A playerid is a slot number (0–49). If player 5 leaves and a new player 5 joins before your callback fires, acting on playerid could touch the wrong person. Guard against it:

  • Use mysql_execute_for (skips if the original player left), and/or
  • Re-verify identity (e.g. compare the loaded account name to the current player name) for anything sensitive.

This is also why the mysql-admin demo wipes session state on every connect and never trusts a slot's old login — see Security.

Pitfall: ordering and races

  • Two queries on the same handle run in order (FIFO) — predictable.
  • Two queries on different handles can finish in any order.
  • Don't assume query B sees query A's result unless B runs after A's callback, or they're in the same transaction.

Example race: saving on disconnect and an autosave timer firing at the same moment — make saves idempotent (a plain UPDATE ... WHERE id = ? is safe to run twice).

Pitfall: reading results outside the callback

The result set is only "active" inside the callback for that query. Reading mysql_rs_* anywhere else gives empty/garbage.

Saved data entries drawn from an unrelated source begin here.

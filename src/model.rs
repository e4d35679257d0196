pub use period::*;
pub use timestamp::*;
pub use view::*;
pub use viewable::*;

mod period;
mod timestamp;
mod view;
mod viewable;
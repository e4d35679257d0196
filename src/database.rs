use derive_new::new;
use serde::Deserialize;
use snafu::{Location, ResultExt as _, Snafu};
use surrealdb::{
    engine::any::Any,
    opt::{auth, IntoQuery, QueryResult},
    Surreal,
};
use url::Url;

pub use surrealdb::sql::Thing;

use crate::Located;

pub type Result<T, E = DatabaseError> = std::result::Result<T, E>;

#[derive(Debug, Snafu)]
#[snafu(visibility(pub))]
pub enum DatabaseError {
    #[snafu(display("failed to query the database at {location}: {source}"))]
    DatabaseQuery {
        source: surrealdb::Error,
        #[snafu(implicit)]
        location: Location,
    },
    #[snafu(display("failed to deserialize the database response at {location}: {source}"))]
    DatabaseDeserialize {
        source: surrealdb::Error,
        #[snafu(implicit)]
        location: Location,
    },
    #[snafu(display("failed to parse the database response at {location}: response is empty"))]
    EmptyQuery {
        #[snafu(implicit)]
        location: Location,
    },
    #[snafu(display("cannot connect to the database `{url}` at {location}: {source}"))]
    DatabaseConnection {
        url: Url,
        source: surrealdb::Error,
        #[snafu(implicit)]
        location: Location,
    },
    #[snafu(display(
        "cannot select namespace `{namespace}` and database `{database}` at {location}: {source}"
    ))]
    SelectDatabase {
        namespace: String,
        database: String,
        source: surrealdb::Error,
        #[snafu(implicit)]
        location: Location,
    },
}

impl Located for DatabaseError {
    fn location(&self) -> Location {
        match self {
            DatabaseError::DatabaseQuery { location, .. }
            | DatabaseError::DatabaseDeserialize { location, .. }
            | DatabaseError::EmptyQuery { location, .. }
            | DatabaseError::DatabaseConnection { location, .. }
            | DatabaseError::SelectDatabase { location, .. } => *location,
        }
    }
}

/// Connection settings for the backing SurrealDB instance.
///
/// Any endpoint understood by [surrealdb::engine::any] works here, `mem://` selects the embedded in-memory engine.
#[derive(Debug, Deserialize, Clone, PartialEq, Eq)]
pub struct DatabaseConfig {
    #[serde(rename = "surreal_url")]
    pub url: Url,
    #[serde(rename = "surreal_ns", default = "default_namespace")]
    pub namespace: String,
    #[serde(rename = "surreal_db", default = "default_database")]
    pub database: String,
    #[serde(rename = "surreal_user", default)]
    pub username: Option<String>,
    #[serde(rename = "surreal_pass", default)]
    pub password: Option<String>,
}

fn default_namespace() -> String {
    "viewable".to_string()
}

fn default_database() -> String {
    "viewable".to_string()
}

impl DatabaseConfig {
    /// Settings for a fresh embedded in-memory database.
    pub fn memory() -> Self {
        DatabaseConfig {
            url: Url::parse("mem://").expect("`mem://` is a valid url"),
            namespace: default_namespace(),
            database: default_database(),
            username: None,
            password: None,
        }
    }

    fn credentials(&self) -> Option<Auth> {
        let username = self.username.as_ref()?;
        let password = self.password.as_ref()?;

        Some(Auth::new(
            username.clone(),
            password.clone(),
            self.namespace.clone(),
            self.database.clone(),
        ))
    }
}

/// Represents authentication information for a database connection.
#[derive(Debug, Clone, PartialEq, Eq, new)]
pub struct Auth {
    pub username: String,
    pub password: String,
    pub namespace: String,
    pub database: String,
}

impl Auth {
    pub fn to_raw(&self) -> impl auth::Credentials<auth::Signin, auth::Jwt> + '_ {
        auth::Database {
            username: &self.username,
            password: &self.password,
            namespace: &self.namespace,
            database: &self.database,
        }
    }
}

/// Represents a database wrapper.
///
/// Cloning is cheap, every clone shares the same underlying connection.
#[derive(Debug, Clone, new)]
pub struct Database {
    database: Surreal<Any>,
}

impl Database {
    /// Connects to the database, signs in when credentials are configured and selects the namespace and database.
    pub async fn connect(config: &DatabaseConfig) -> Result<Self> {
        let db = surrealdb::engine::any::connect(config.url.as_str())
            .await
            .context(DatabaseConnectionSnafu {
                url: config.url.clone(),
            })?;

        if let Some(auth) = config.credentials() {
            db.signin(auth.to_raw())
                .await
                .context(DatabaseConnectionSnafu {
                    url: config.url.clone(),
                })?;
        }

        db.use_ns(&config.namespace)
            .use_db(&config.database)
            .await
            .context(SelectDatabaseSnafu {
                namespace: config.namespace.clone(),
                database: config.database.clone(),
            })?;

        tracing::info!(url = %config.url, namespace = %config.namespace, database = %config.database, "connected to database");

        Ok(Database::new(db))
    }

    /// Create a builder to execute arbitrary SQL code on the database.
    ///
    /// # Example
    ///
    /// ```rust,ignore
    /// let views: Vec<ViewRow> = db.sql("SELECT * FROM type::table($table) WHERE visitor = $visitor")
    ///                 .bind(("table", "views"))
    ///                 .bind(("visitor", "203.0.113.7"))
    ///                 .fetch().await?;
    /// ```
    ///
    /// The `fetch` method can deserialize the result into either a single value (`Option<T>`) or a collection of values (`Vec<T>`).
    pub fn sql(&self, query: impl IntoQuery) -> Query<'_> {
        let query = self.database.query(query);
        Query { query }
    }
}

impl std::ops::Deref for Database {
    type Target = Surreal<Any>;

    fn deref(&self) -> &Self::Target {
        &self.database
    }
}

#[derive(Debug)]
pub struct Query<'a> {
    query: surrealdb::method::Query<'a, Any>,
}

impl Query<'_> {
    pub fn bind(mut self, params: impl serde::Serialize) -> Self {
        let query = self.query;
        self.query = query.bind(params);
        self
    }

    pub async fn fetch<T: serde::de::DeserializeOwned>(self) -> Result<T>
    where
        usize: QueryResult<T>,
    {
        let mut statements = self
            .query
            .await
            .context(DatabaseQuerySnafu)?
            .check()
            .context(DatabaseQuerySnafu)?;
        let result = statements.take::<T>(0).context(DatabaseDeserializeSnafu)?;
        Ok(result)
    }
}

Read what you need in the callback (copy it into variables if you must keep it).

Pitfall: forgetting there might be zero rows

public OnLoaded(playerid)
{
    new rows; mysql_rs_row_count(rows);
    if (rows == 0) { /* no such account */ return 1; }
    new money; mysql_rs_get_int_by(0, "money", money);
    return 1;
}

Reading row 0 when there are no rows yields 0/empty and hides bugs.

The mental model, summarized

  1. Keep player state in Pawn variables during play.
  2. Load from the DB into those variables on login (in a callback).
  3. Save them back periodically + on disconnect (fire-and-forget UPDATE).
  4. Never try to "return" a DB value — branch into a callback instead.
  5. Always assume the player might be gone when the callback runs.

Get these five right and you'll never fight the async model again.